Based upon the aforementioned, the matter is remanded. The ALJ shall contact plaintiff's treating physician to obtain an evaluation of plaintiff's functional limitations. Upon receipt of the evaluation, the ALJ shall apply the Regulations in assessing weight to all opinion evidence. The ALJ shall then consider Listings 112.05 and 112.11 and further analyze plaintiff's limitations in the following domains: attending and completing tasks; acquiring and using information; and interacting and relating to others. The ALJ shall also apply the Regulations and assess plaintiff's mother's credibility.
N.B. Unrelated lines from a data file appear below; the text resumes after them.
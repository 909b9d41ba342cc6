//! Side-effect free client for rehearsing a plan.

use actionplan::{Action, ActionType};
use applykit::{
    ActionError, ActionHandler, ActionOutput, ExecutedActionRecord, HandlerRegistry,
    RollbackOutcome,
};
use serde_json::json;

/// Accepts every action and reports a synthetic result
struct Rehearsal;

impl ActionHandler for Rehearsal {
    fn validate(&self, action: &Action) -> Result<(), ActionError> {
        let unresolved = action.unresolved_inputs();
        if unresolved.is_empty() {
            Ok(())
        } else {
            Err(ActionError::rejected(format!(
                "unresolved inputs: {}",
                unresolved.join(", ")
            )))
        }
    }

    fn execute(&self, action: &Action) -> Result<ActionOutput, ActionError> {
        log::info!("[dry-run] {}", action.description);
        Ok(ActionOutput::default()
            .with_output("dry_run", true)
            .with_rollback_data(json!({ "action_id": action.id })))
    }

    fn rollback(&self, record: &ExecutedActionRecord) -> Result<RollbackOutcome, ActionError> {
        log::info!("[dry-run] undo {}", record.action_id);
        Ok(RollbackOutcome::Removed)
    }
}

/// A registry with the rehearsal handler behind every catalog type
pub fn rehearsal_registry() -> HandlerRegistry {
    ActionType::ALL
        .into_iter()
        .fold(HandlerRegistry::new(), |registry, ty| {
            registry.with(ty, Rehearsal)
        })
}
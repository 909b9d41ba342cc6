use crate::config::ClientKind;
use clap::{Args, Parser, Subcommand};
use clap_complete::Shell;
use std::path::PathBuf;

#[derive(Parser)]
#[command(name = "ferry")]
#[command(author = "Alberto Cavalcante")]
#[command(version)]
#[command(about = "Plan, apply and roll back repository migrations", long_about = None)]
#[command(propagate_version = true)]
pub struct Cli {
    /// Verbosity level
    #[arg(short, long, action = clap::ArgAction::Count, global = true)]
    pub verbose: u8,

    /// Suppress non-essential output
    #[arg(short, long, global = true)]
    pub quiet: bool,

    #[command(subcommand)]
    pub command: Command,
}

#[derive(Subcommand)]
pub enum Command {
    /// Compile a source document into an action plan
    Compile(CompileArgs),

    /// Parse a plan file and check its invariants
    Validate {
        /// Plan file
        plan: PathBuf,
    },

    /// Show a plan grouped by phase
    Show(ShowArgs),

    /// Compare two plans
    Diff {
        /// Older plan
        old: PathBuf,
        /// Newer plan
        new: PathBuf,
    },

    /// Execute a plan against the target platform
    Apply(ApplyArgs),

    /// Undo the recorded effects of a run
    Rollback(RollbackArgs),

    /// List runs, or summarize one run
    Status {
        /// Run id or journal path (omit to list all runs)
        run: Option<String>,
    },

    /// Print the action catalog
    Catalog,

    /// Generate shell completions
    Completions {
        /// Shell to generate completions for
        #[arg(value_enum)]
        shell: Shell,
    },
}

// ============================================================================
// Plan Commands
// ============================================================================

#[derive(Args)]
pub struct CompileArgs {
    /// Source document (JSON)
    pub source: PathBuf,

    /// Component selection file (JSON); overrides one embedded in the source
    #[arg(long)]
    pub components: Option<PathBuf>,

    /// Write the plan here instead of stdout
    #[arg(short, long)]
    pub out: Option<PathBuf>,

    /// Use this run id instead of generating one
    #[arg(long)]
    pub run_id: Option<String>,
}

#[derive(Args)]
pub struct ShowArgs {
    /// Plan file
    pub plan: PathBuf,

    /// Print dependencies under each action
    #[arg(long)]
    pub deps: bool,
}

// ============================================================================
// Run Commands
// ============================================================================

#[derive(Args)]
pub struct ApplyArgs {
    /// Plan file
    pub plan: PathBuf,

    /// Maximum concurrent actions (default from config, else 4)
    #[arg(short, long)]
    pub jobs: Option<usize>,

    /// Continue a run, skipping actions its journal records as done
    #[arg(long)]
    pub resume: bool,

    /// JSON file with user inputs keyed by action id, then field
    #[arg(long)]
    pub inputs: Option<PathBuf>,

    /// Platform client to use (default from config)
    #[arg(long, value_enum)]
    pub client: Option<ClientKind>,

    /// Skip the confirmation prompt
    #[arg(short, long)]
    pub yes: bool,

    /// Cancel the run after this many actions finish
    #[arg(long, value_name = "N")]
    pub stop_after: Option<usize>,
}

#[derive(Args)]
pub struct RollbackArgs {
    /// Run id, run directory or journal path
    pub run: String,

    /// List what would be undone without calling the client
    #[arg(long)]
    pub dry_run: bool,

    /// Skip the confirmation prompt
    #[arg(short, long)]
    pub yes: bool,

    /// Platform client to use (default from config)
    #[arg(long, value_enum)]
    pub client: Option<ClientKind>,
}

#[cfg(test)]
mod tests {
    use super::*;
    use clap::CommandFactory;

    #[test]
    fn test_cli_definition() {
        Cli::command().debug_assert();
    }

    #[test]
    fn test_parse_apply_flags() {
        let cli = Cli::try_parse_from([
            "ferry",
            "apply",
            "plan.json",
            "--jobs",
            "2",
            "--resume",
            "--client",
            "command",
            "--stop-after",
            "3",
            "-y",
        ])
        .unwrap();
        let Command::Apply(args) = cli.command else {
            panic!("expected apply");
        };
        assert_eq!(args.jobs, Some(2));
        assert!(args.resume && args.yes);
        assert_eq!(args.client, Some(ClientKind::Command));
        assert_eq!(args.stop_after, Some(3));
    }

    #[test]
    fn test_parse_rollback_dry_run() {
        let cli = Cli::try_parse_from(["ferry", "-vv", "rollback", "run-1", "--dry-run"]).unwrap();
        assert_eq!(cli.verbose, 2);
        let Command::Rollback(args) = cli.command else {
            panic!("expected rollback");
        };
        assert_eq!(args.run, "run-1");
        assert!(args.dry_run);
        assert!(!args.yes);
    }

    #[test]
    fn test_client_value_names() {
        let cli = Cli::try_parse_from(["ferry", "apply", "p.json", "--client", "dry-run"]).unwrap();
        let Command::Apply(args) = cli.command else {
            panic!("expected apply");
        };
        assert_eq!(args.client, Some(ClientKind::DryRun));
    }
}
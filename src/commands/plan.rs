//! `compile`, `validate`, `show` and `diff`

use super::load_plan;
use crate::Context;
use crate::cli::{CompileArgs, ShowArgs};
use crate::ui;
use actionplan::{CompileOptions, ComponentSelection, Plan, PlanCompiler, SourceDocument};
use anyhow::{Context as _, Result};
use colored::Colorize;
use similar::{ChangeTag, TextDiff};
use std::fs;
use std::path::Path;

pub fn compile(ctx: &Context, args: CompileArgs) -> Result<()> {
    let doc = SourceDocument::load(&args.source)
        .with_context(|| format!("Invalid source document {}", args.source.display()))?;

    let selection = match &args.components {
        Some(path) => {
            let json = fs::read_to_string(path)
                .with_context(|| format!("Could not read {}", path.display()))?;
            Some(
                ComponentSelection::from_json(&json)
                    .with_context(|| format!("Invalid component selection {}", path.display()))?,
            )
        }
        None => None,
    };

    let compiler = PlanCompiler::new(CompileOptions {
        run_id: args.run_id,
        generated_at: None,
    });
    let plan = compiler
        .compile(&doc, selection.as_ref())
        .with_context(|| format!("Could not compile {}", args.source.display()))?;

    match &args.out {
        Some(out) => {
            plan.save(out)
                .with_context(|| format!("Could not write {}", out.display()))?;
            if !ctx.quiet {
                ui::success(&format!(
                    "Compiled {} actions into {}",
                    plan.actions.len(),
                    out.display()
                ));
                ui::kv("Run", &plan.run_id);
                ui::kv("Fingerprint", &plan.fingerprint());
            }
        }
        None => println!("{}", plan.to_json_pretty()?),
    }
    Ok(())
}

pub fn validate(ctx: &Context, path: &Path) -> Result<()> {
    let plan = load_plan(path)?;
    if !ctx.quiet {
        ui::success(&format!(
            "{} is valid: {} actions in {} phases",
            path.display(),
            plan.actions.len(),
            plan.phases.len()
        ));
        ui::kv("Fingerprint", &plan.fingerprint());
    }
    Ok(())
}

pub fn show(ctx: &Context, args: &ShowArgs) -> Result<()> {
    let plan = load_plan(&args.plan)?;

    ui::header(&format!("Plan {}", plan.run_id));
    ui::kv("Source", &plan.source_id);
    ui::kv("Generated", &plan.generated_at.to_rfc3339());
    ui::kv("Version", &plan.version);
    ui::kv("Fingerprint", &plan.fingerprint());

    let graph = plan.dependency_graph()?;
    if args.deps {
        ui::kv(
            "Graph",
            &format!("{} actions, {} edges", graph.len(), graph.edge_count()),
        );
    }

    for (phase, ids) in &plan.phases {
        ui::section(&format!("{phase} ({})", ids.len()));
        for id in ids {
            let Some(action) = plan.action(id) else {
                continue;
            };
            let mut line = format!("  {}", action.id);
            if !action.user_input_fields.is_empty() {
                line.push_str(&format!(
                    " {}",
                    format!("[input: {}]", action.user_input_fields.join(", ")).yellow()
                ));
            }
            if !action.reversible {
                line.push_str(&format!(" {}", "[irreversible]".dimmed()));
            }
            println!("{line}");
            if args.deps {
                if !action.dependencies.is_empty() {
                    ui::dim(&format!("    after {}", action.dependencies.join(", ")));
                }
                let dependents = graph.dependents(&action.id)?;
                if !dependents.is_empty() {
                    ui::dim(&format!("    before {}", dependents.join(", ")));
                }
            }
            if ctx.verbose > 0 {
                ui::dim(&format!("    {}", action.description));
            }
        }
    }

    print_statistics(&plan);
    Ok(())
}

fn print_statistics(plan: &Plan) {
    let stats = &plan.statistics;
    ui::section("Statistics");
    ui::kv("Actions", &stats.total_actions.to_string());
    ui::kv("Dependencies", &stats.total_dependencies.to_string());
    ui::kv(
        "Awaiting input",
        &stats.actions_requiring_user_input.to_string(),
    );
    for (ty, count) in &stats.actions_by_type {
        ui::dim(&format!("{:<28} {count}", ty.as_str()));
    }
}

pub fn diff(ctx: &Context, old: &Path, new: &Path) -> Result<()> {
    let old_plan = load_plan(old)?;
    let new_plan = load_plan(new)?;

    if !ctx.quiet {
        ui::header(&format!("{} → {}", old.display(), new.display()));
        let same = old_plan.fingerprint() == new_plan.fingerprint();
        ui::kv(
            "Fingerprint",
            &if same {
                "unchanged".green().to_string()
            } else {
                format!("{} → {}", old_plan.fingerprint(), new_plan.fingerprint())
                    .yellow()
                    .to_string()
            },
        );
        println!();
    }

    let text_a = old_plan.to_json_pretty()?;
    let text_b = new_plan.to_json_pretty()?;
    let diff = TextDiff::from_lines(&text_a, &text_b);
    let mut has_changes = false;

    for change in diff.iter_all_changes() {
        match change.tag() {
            ChangeTag::Delete => {
                has_changes = true;
                print!("{}", format!("- {change}").red());
            }
            ChangeTag::Insert => {
                has_changes = true;
                print!("{}", format!("+ {change}").green());
            }
            ChangeTag::Equal => {}
        }
    }

    if !has_changes {
        println!("{}", "(plans are identical)".dimmed());
    }
    Ok(())
}
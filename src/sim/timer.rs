//! Reveal timer
//!
//! Numbers stay visible for a level-dependent number of seconds after the
//! level starts. Hiding is one-way; the state machine never un-hides a level.

/// True once `elapsed` seconds strictly exceed `reveal_duration` seconds
#[inline]
pub fn should_hide(elapsed: f32, reveal_duration: f32) -> bool {
    elapsed > reveal_duration
}

#[cfg(test)]
mod tests {
    use super::*;

    #[test]
    fn test_hides_only_after_duration() {
        assert!(!should_hide(0.0, 5.0));
        assert!(!should_hide(5.0, 5.0));
        assert!(should_hide(5.001, 5.0));
        assert!(should_hide(60.0, 1.0));
    }

    #[test]
    fn test_should_hide_is_idempotent() {
        for &(elapsed, duration) in &[(0.5, 1.0), (1.5, 1.0), (5.0, 5.0)] {
            let first = should_hide(elapsed, duration);
            for _ in 0..10 {
                assert_eq!(should_hide(elapsed, duration), first);
            }
        }
    }
}
#[cfg(target_arch = "wasm32")]
mod wasm_game {
    use std::cell::RefCell;
    use std::rc::Rc;

    use glam::Vec2;
    use wasm_bindgen::prelude::*;
    use web_sys::{HtmlCanvasElement, MouseEvent, TouchEvent};

    use number_recall::renderer::{RenderState, build_scene};
    use number_recall::sim::{ClickOutcome, GameEvent, GameState, TickInput, tick};
    use number_recall::{IntroFade, Settings};

    /// Frame time used for the very first frame
    const FIRST_FRAME_DT: f32 = 1.0 / 60.0;

    /// Game instance holding all state
    struct Game {
        state: GameState,
        settings: Settings,
        intro: IntroFade,
        render_state: Option<RenderState>,
        last_time: f64,
        /// requestAnimationFrame time of the first frame (ms)
        launch_time: Option<f64>,
        input: TickInput,
        /// Canvas client size, for mapping pointer positions
        client_size: (f32, f32),
    }

    impl Game {
        fn new(state: GameState, settings: Settings) -> Self {
            Self {
                intro: IntroFade::new(settings.intro),
                state,
                settings,
                render_state: None,
                last_time: 0.0,
                launch_time: None,
                input: TickInput::default(),
                client_size: (1.0, 1.0),
            }
        }

        fn set_client_size(&mut self, w: f32, h: f32) {
            self.client_size = (w.max(1.0), h.max(1.0));
        }

        /// Convert a canvas-relative pointer position to logical screen coordinates
        fn to_logical(&self, x: f32, y: f32) -> Vec2 {
            let screen = self.settings.screen;
            Vec2::new(
                x * screen.width / self.client_size.0,
                y * screen.height / self.client_size.1,
            )
        }

        fn seconds_since_launch(&self, time: f64) -> f32 {
            self.launch_time
                .map(|start| ((time - start) / 1000.0) as f32)
                .unwrap_or(0.0)
        }

        fn update(&mut self, dt: f32, time: f64) {
            let dt = dt.min(0.1);

            if !self.intro.is_done(self.seconds_since_launch(time)) {
                // Clicks during the splash are dropped
                self.input.clicks.clear();
                return;
            }

            let input = self.input.clone();
            self.input.clicks.clear();

            for event in tick(&mut self.state, &input, dt) {
                match event {
                    GameEvent::NumbersHidden => log::debug!("Numbers hidden"),
                    GameEvent::Click(ClickOutcome::LevelComplete { next_level, .. }) => {
                        log::info!("On to level {} (score {})", next_level, self.state.score());
                    }
                    GameEvent::Click(ClickOutcome::GameOver { final_score, level }) => {
                        log::info!("Final score {} on level {}", final_score, level);
                    }
                    GameEvent::Click(outcome) => log::debug!("{:?}", outcome),
                }
            }
        }

        /// Render the current frame
        fn render(&mut self, time: f64) {
            let t = self.seconds_since_launch(time);
            let vertices = build_scene(&self.state, &self.intro, t);
            if let Some(ref mut render_state) = self.render_state {
                match render_state.render(&vertices) {
                    Ok(_) => {}
                    Err(wgpu::SurfaceError::Lost) => {
                        render_state.resize(render_state.size.0, render_state.size.1);
                    }
                    Err(wgpu::SurfaceError::OutOfMemory) => {
                        log::error!("Out of memory!");
                    }
                    Err(e) => log::warn!("Render error: {:?}", e),
                }
            }
        }

        /// Update HUD elements in DOM
        fn update_hud(&self) {
            let Some(document) = web_sys::window().and_then(|w| w.document()) else {
                return;
            };

            if let Some(el) = document.query_selector("#hud-score .hud-value").ok().flatten() {
                el.set_text_content(Some(&self.state.score().to_string()));
            }
            if let Some(el) = document.query_selector("#hud-level .hud-value").ok().flatten() {
                el.set_text_content(Some(&self.state.level().to_string()));
            }

            if let Some(el) = document.get_element_by_id("game-over") {
                if self.state.is_game_over() {
                    let _ = el.set_attribute("class", "");
                    if let Some(score_el) = document.get_element_by_id("final-score") {
                        score_el.set_text_content(Some(&self.state.score().to_string()));
                    }
                    if let Some(level_el) = document.get_element_by_id("final-level") {
                        level_el.set_text_content(Some(&self.state.level().to_string()));
                    }
                } else {
                    let _ = el.set_attribute("class", "hidden");
                }
            }
        }

        /// Start a fresh run (the intro is not replayed)
        fn restart(&mut self, seed: u64) {
            match GameState::new(seed, self.settings.clone()) {
                Ok(state) => {
                    self.state = state;
                    self.input.clicks.clear();
                    log::info!("Game restarted with seed: {}", seed);
                }
                Err(e) => log::error!("Could not restart: {}", e),
            }
        }
    }

    pub async fn run() {
        console_error_panic_hook::set_once();
        if let Err(e) = console_log::init_with_level(log::Level::Info) {
            web_sys::console::error_1(&format!("Failed to init logger: {}", e).into());
        }

        log::info!("Number Recall starting...");

        let Some(window) = web_sys::window() else {
            return;
        };
        let Some(document) = window.document() else {
            return;
        };

        if let Some(loading) = document.get_element_by_id("loading") {
            let _ = loading.set_attribute("class", "hidden");
        }

        let Some(canvas) = document
            .get_element_by_id("canvas")
            .and_then(|el| el.dyn_into::<HtmlCanvasElement>().ok())
        else {
            log::error!("No #canvas element");
            return;
        };

        // Set canvas size
        let dpr = window.device_pixel_ratio();
        let client_w = canvas.client_width();
        let client_h = canvas.client_height();
        let width = (client_w as f64 * dpr) as u32;
        let height = (client_h as f64 * dpr) as u32;
        canvas.set_width(width);
        canvas.set_height(height);

        // Initialize game
        let settings = Settings::load();
        let seed = js_sys::Date::now() as u64;
        let state = match GameState::new(seed, settings.clone()) {
            Ok(state) => state,
            Err(e) => {
                log::error!("Bad configuration: {}", e);
                return;
            }
        };
        let game = Rc::new(RefCell::new(Game::new(state, settings.clone())));
        game.borrow_mut()
            .set_client_size(client_w as f32, client_h as f32);

        log::info!("Game initialized with seed: {}", seed);

        // Initialize WebGPU
        let instance = wgpu::Instance::new(&wgpu::InstanceDescriptor {
            backends: wgpu::Backends::BROWSER_WEBGPU | wgpu::Backends::GL,
            ..Default::default()
        });

        let surface = match instance.create_surface(wgpu::SurfaceTarget::Canvas(canvas.clone())) {
            Ok(surface) => surface,
            Err(e) => {
                log::error!("Failed to create surface: {}", e);
                return;
            }
        };

        let adapter = match instance
            .request_adapter(&wgpu::RequestAdapterOptions {
                power_preference: wgpu::PowerPreference::LowPower,
                compatible_surface: Some(&surface),
                force_fallback_adapter: false,
            })
            .await
        {
            Ok(adapter) => adapter,
            Err(e) => {
                log::error!("Failed to get adapter: {}", e);
                return;
            }
        };

        log::info!("Using adapter: {:?}", adapter.get_info().name);

        match RenderState::new(surface, &adapter, width, height, settings.screen).await {
            Ok(render_state) => game.borrow_mut().render_state = Some(render_state),
            Err(e) => log::error!("Failed to start renderer: {}", e),
        }

        setup_input_handlers(&canvas, game.clone());
        setup_restart_button(game.clone());

        if let Some(hud) = document.get_element_by_id("hud") {
            let _ = hud.set_attribute("class", "");
        }

        request_animation_frame(game);

        log::info!("Number Recall running!");
    }

    fn setup_input_handlers(canvas: &HtmlCanvasElement, game: Rc<RefCell<Game>>) {
        // Mouse release - one click per button release
        {
            let game = game.clone();
            let canvas_clone = canvas.clone();
            let closure = Closure::<dyn FnMut(_)>::new(move |event: MouseEvent| {
                let mut g = game.borrow_mut();
                g.set_client_size(
                    canvas_clone.client_width() as f32,
                    canvas_clone.client_height() as f32,
                );
                let pos = g.to_logical(event.offset_x() as f32, event.offset_y() as f32);
                log::debug!("Click at {:?}", pos);
                g.input.clicks.push(pos);
            });
            let _ = canvas
                .add_event_listener_with_callback("mouseup", closure.as_ref().unchecked_ref());
            closure.forget();
        }

        // Touch end
        {
            let game = game.clone();
            let canvas_clone = canvas.clone();
            let closure = Closure::<dyn FnMut(_)>::new(move |event: TouchEvent| {
                event.prevent_default();
                if let Some(touch) = event.changed_touches().get(0) {
                    let mut g = game.borrow_mut();
                    g.set_client_size(
                        canvas_clone.client_width() as f32,
                        canvas_clone.client_height() as f32,
                    );
                    let rect = canvas_clone.get_bounding_client_rect();
                    let x = touch.client_x() as f32 - rect.left() as f32;
                    let y = touch.client_y() as f32 - rect.top() as f32;
                    let pos = g.to_logical(x, y);
                    g.input.clicks.push(pos);
                }
            });
            let _ = canvas
                .add_event_listener_with_callback("touchend", closure.as_ref().unchecked_ref());
            closure.forget();
        }

        // Keyboard
        if let Some(window) = web_sys::window() {
            let closure = Closure::<dyn FnMut(_)>::new(move |event: web_sys::KeyboardEvent| {
                let mut g = game.borrow_mut();
                if let "i" | "I" = event.key().as_str() {
                    g.input.idle_mode = !g.input.idle_mode;
                    log::info!("Idle mode: {}", g.input.idle_mode);
                }
            });
            let _ = window
                .add_event_listener_with_callback("keydown", closure.as_ref().unchecked_ref());
            closure.forget();
        }
    }

    fn request_animation_frame(game: Rc<RefCell<Game>>) {
        let Some(window) = web_sys::window() else {
            return;
        };
        let closure = Closure::once(move |time: f64| {
            game_loop(game, time);
        });
        let _ = window.request_animation_frame(closure.as_ref().unchecked_ref());
        closure.forget();
    }

    fn game_loop(game: Rc<RefCell<Game>>, time: f64) {
        {
            let mut g = game.borrow_mut();

            if g.launch_time.is_none() {
                g.launch_time = Some(time);
            }

            // Calculate delta time
            let dt = if g.last_time > 0.0 {
                ((time - g.last_time) / 1000.0) as f32
            } else {
                FIRST_FRAME_DT
            };
            g.last_time = time;

            g.update(dt, time);
            g.render(time);
            g.update_hud();
        }

        request_animation_frame(game);
    }

    fn setup_restart_button(game: Rc<RefCell<Game>>) {
        let Some(document) = web_sys::window().and_then(|w| w.document()) else {
            return;
        };

        if let Some(btn) = document.get_element_by_id("restart-btn") {
            let closure = Closure::<dyn FnMut(_)>::new(move |_event: web_sys::MouseEvent| {
                let seed = js_sys::Date::now() as u64;
                game.borrow_mut().restart(seed);
            });
            let _ = btn.add_event_listener_with_callback("click", closure.as_ref().unchecked_ref());
            closure.forget();
        }
    }
}
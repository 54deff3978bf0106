//! Shape generation for 2D primitives
//!
//! All shapes are emitted as triangle lists in logical screen coordinates.

use glam::Vec2;
use std::f32::consts::PI;

use super::vertex::Vertex;
use crate::sim::Rect;

/// Seven-segment masks for 0-9 (bit 0 = top, then clockwise, bit 6 = middle)
const DIGIT_SEGMENTS: [u8; 10] = [0x3F, 0x06, 0x5B, 0x4F, 0x66, 0x6D, 0x7D, 0x07, 0x7F, 0x6F];

/// Digit width as a fraction of its height
const DIGIT_ASPECT: f32 = 0.5;
/// Stroke thickness as a fraction of digit height
const DIGIT_STROKE: f32 = 0.12;
/// Gap between digits as a fraction of digit width
const DIGIT_GAP: f32 = 0.35;

/// Generate vertices for a filled rectangle
pub fn quad(rect: &Rect, color: [f32; 4]) -> Vec<Vertex> {
    let min = rect.min;
    let max = rect.max();
    vec![
        Vertex::new(min.x, min.y, color),
        Vertex::new(max.x, min.y, color),
        Vertex::new(min.x, max.y, color),
        Vertex::new(min.x, max.y, color),
        Vertex::new(max.x, min.y, color),
        Vertex::new(max.x, max.y, color),
    ]
}

/// Generate vertices for a ring (hollow circle)
pub fn ring(
    center: Vec2,
    inner_radius: f32,
    outer_radius: f32,
    color: [f32; 4],
    segments: u32,
) -> Vec<Vertex> {
    let mut vertices = Vec::with_capacity((segments * 6) as usize);

    for i in 0..segments {
        let theta1 = (i as f32 / segments as f32) * 2.0 * PI;
        let theta2 = ((i + 1) as f32 / segments as f32) * 2.0 * PI;

        let dir1 = Vec2::new(theta1.cos(), theta1.sin());
        let dir2 = Vec2::new(theta2.cos(), theta2.sin());
        let inner1 = center + dir1 * inner_radius;
        let outer1 = center + dir1 * outer_radius;
        let inner2 = center + dir2 * inner_radius;
        let outer2 = center + dir2 * outer_radius;

        // Two triangles per segment
        vertices.push(Vertex::new(inner1.x, inner1.y, color));
        vertices.push(Vertex::new(outer1.x, outer1.y, color));
        vertices.push(Vertex::new(inner2.x, inner2.y, color));

        vertices.push(Vertex::new(inner2.x, inner2.y, color));
        vertices.push(Vertex::new(outer1.x, outer1.y, color));
        vertices.push(Vertex::new(outer2.x, outer2.y, color));
    }

    vertices
}

/// Segment rectangles of a seven-segment glyph with top-left `origin`
fn segment_rects(origin: Vec2, height: f32) -> [Rect; 7] {
    let w = height * DIGIT_ASPECT;
    let t = height * DIGIT_STROKE;
    let half = height / 2.0;
    let at = |x: f32, y: f32, sw: f32, sh: f32| {
        Rect::new(origin + Vec2::new(x, y), Vec2::new(sw, sh))
    };
    [
        at(0.0, 0.0, w, t),               // top
        at(w - t, 0.0, t, half),          // upper right
        at(w - t, half, t, half),         // lower right
        at(0.0, height - t, w, t),        // bottom
        at(0.0, half, t, half),           // lower left
        at(0.0, 0.0, t, half),            // upper left
        at(0.0, half - t / 2.0, w, t),    // middle
    ]
}

/// Generate vertices for one decimal digit
pub fn digit(value: u8, origin: Vec2, height: f32, color: [f32; 4]) -> Vec<Vertex> {
    let mask = DIGIT_SEGMENTS[(value % 10) as usize];
    segment_rects(origin, height)
        .into_iter()
        .enumerate()
        .filter(|(i, _)| mask & (1u8 << *i) != 0)
        .flat_map(|(_, rect)| quad(&rect, color))
        .collect()
}

/// Width of a rendered number
pub fn number_width(value: u64, height: f32) -> f32 {
    let count = value.to_string().len() as f32;
    let w = height * DIGIT_ASPECT;
    count * w + (count - 1.0) * w * DIGIT_GAP
}

/// Generate vertices for a number centered on `center`
pub fn number(value: u64, center: Vec2, height: f32, color: [f32; 4]) -> Vec<Vertex> {
    let w = height * DIGIT_ASPECT;
    let step = w * (1.0 + DIGIT_GAP);
    let start = center - Vec2::new(number_width(value, height) / 2.0, height / 2.0);

    value
        .to_string()
        .bytes()
        .enumerate()
        .flat_map(|(i, b)| digit(b - b'0', start + Vec2::new(i as f32 * step, 0.0), height, color))
        .collect()
}

#[cfg(test)]
mod tests {
    use super::*;

    const WHITE: [f32; 4] = [1.0; 4];

    #[test]
    fn test_quad_is_two_triangles() {
        let v = quad(&Rect::new(Vec2::ZERO, Vec2::new(2.0, 3.0)), WHITE);
        assert_eq!(v.len(), 6);
        assert!(v.iter().all(|v| v.position[0] <= 2.0 && v.position[1] <= 3.0));
    }

    #[test]
    fn test_digit_segment_counts() {
        // Triangles per digit = 2 * lit segments
        let lit = [6, 2, 5, 5, 4, 5, 6, 3, 7, 6];
        for (d, &segments) in lit.iter().enumerate() {
            assert_eq!(digit(d as u8, Vec2::ZERO, 10.0, WHITE).len(), segments * 6);
        }
    }

    #[test]
    fn test_number_centered() {
        let center = Vec2::new(100.0, 50.0);
        let v = number(20, center, 40.0, WHITE);
        let min_x = v.iter().map(|v| v.position[0]).fold(f32::MAX, f32::min);
        let max_x = v.iter().map(|v| v.position[0]).fold(f32::MIN, f32::max);
        assert!(((min_x + max_x) / 2.0 - center.x).abs() < 1e-3);
        assert!((max_x - min_x - number_width(20, 40.0)).abs() < 1e-3);
    }

    #[test]
    fn test_ring_vertex_count() {
        assert_eq!(ring(Vec2::ZERO, 55.0, 60.0, WHITE, 48).len(), 48 * 6);
    }
}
If the ALJ requests an evaluation from plaintiff's treating physician, but does not receive a response or additional information from plaintiff's treating physician, on remand, the ALJ's decision should provide details of the efforts to obtain the evaluation.

IT IS HEREBY,

ORDERED that the decision denying disability benefits be REVERSED and this matter be REMANDED to the Commissioner, pursuant to 42 U.S.C. § 405(g) for further proceedings consistent with the above; and it is further

ORDERED that pursuant to General Order # 32, the parties are advised that the referral to a Magistrate Judge as provided for under Local Rule 72.3 has been RESCINDED, as such, any appeal taken from this Order will be to the Court of Appeals for the Second Circuit; and it is further

ORDERED that the Clerk of Court enter judgment in this case. IT IS SO ORDERED.